The fuller life of the downtown’s oldest and most meticulously restored church has to include its two chapels — St. John’s Chapel on the Church Street side of the building and the Crypt Chapel in the newly excavated basement, adjacent to the remains of Toronto’s founding Catholic bishop Michael Power.

It’s going to take another $10 million to get them both fully built, decorated and operating.

“St. John’s Chapel is the small chapel we use for university chaplaincy,” said Busch. “Our seniors groups meet there. Our young adult Masses are there. We have small funerals and small weddings there — things that are too small to fit into the cathedral (main sanctuary). They look kind of lost.”

Weddings, baptisms and funerals in St. John’s Chapel have been memorable over the years for an atmosphere that suggests the light of the resurrection and holy silence. A few donors who treasure these memories have stepped up with bequests and donations that will help restore the miniature sacred space to its true self.

Structural work on the outside has been done and the somewhat hazardous front steps to the chapel are being restored. But the interior, where worshippers really notice it, still needs work.
“The crypt chapel we’re hoping to get to a state where we can use it. It will be bare bones (at first),” said Busch.

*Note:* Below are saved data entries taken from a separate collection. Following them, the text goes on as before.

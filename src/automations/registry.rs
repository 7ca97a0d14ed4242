//! Name-keyed automation registry.

use std::collections::BTreeMap;
use std::sync::Arc;

use crate::automations::automation::Automation;
use crate::error::RegistryError;

/// Registry of automations, keyed by unique name.
#[derive(Default)]
pub struct AutomationRegistry {
    automations: BTreeMap<String, Arc<dyn Automation>>,
}

impl AutomationRegistry {
    pub fn new() -> Self {
        Self::default()
    }

    /// Register an automation. Fails if the name is already taken, leaving
    /// the registry unchanged.
    pub fn register(&mut self, automation: Arc<dyn Automation>) -> Result<(), RegistryError> {
        let name = automation.name().to_string();
        if self.automations.contains_key(&name) {
            return Err(RegistryError::DuplicateName {
                kind: "automation",
                name,
            });
        }

        tracing::debug!(automation = %name, "Registered automation");
        self.automations.insert(name, automation);
        Ok(())
    }

    /// Look up an automation by name.
    pub fn get(&self, name: &str) -> Option<Arc<dyn Automation>> {
        self.automations.get(name).cloned()
    }

    /// Names of all registered automations, ordered.
    pub fn names(&self) -> Vec<&str> {
        self.automations.keys().map(String::as_str).collect()
    }

    pub fn len(&self) -> usize {
        self.automations.len()
    }

    pub fn is_empty(&self) -> bool {
        self.automations.is_empty()
    }
}

#[cfg(test)]
mod tests {
    use super::*;
    use crate::automations::automation::AutomationConfig;
    use crate::automations::automation::FnAutomation;

    fn noop(name: &str) -> Arc<dyn Automation> {
        Arc::new(FnAutomation::new(
            name,
            AutomationConfig::new("Noop", "Does nothing.", |_event, _ctx| async { Ok(()) }),
        ))
    }

    #[test]
    fn test_register_and_lookup() {
        let mut registry = AutomationRegistry::new();
        registry.register(noop("a")).unwrap();
        registry.register(noop("b")).unwrap();

        assert_eq!(registry.names(), vec!["a", "b"]);
        assert!(registry.get("a").is_some());
        assert!(registry.get("c").is_none());
    }

    #[test]
    fn test_duplicate_name_rejected() {
        let mut registry = AutomationRegistry::new();
        registry.register(noop("a")).unwrap();

        let err = registry.register(noop("a")).unwrap_err();
        assert!(matches!(
            err,
            RegistryError::DuplicateName {
                kind: "automation",
                ..
            }
        ));
        assert_eq!(registry.len(), 1);
    }
}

As the restored cathedral has begun to attract pilgrims and tour groups, a need has arisen for a separate space for Masses that cater to the visitors.

“If you’re a small group from outside the parish community, from within the diocese, it’s the mother church and we want those other parishes to come to the cathedral and have a place where they can worship when they do come,” said Busch.

The main sanctuary of the church already bears a huge burden of Masses — four a day Monday to Friday, three on Saturdays and five more on Sundays, not counting special occasions. Busch worries that if he schedules one more thing in the main sanctuary he will lose the quiet time for adoration and private prayer.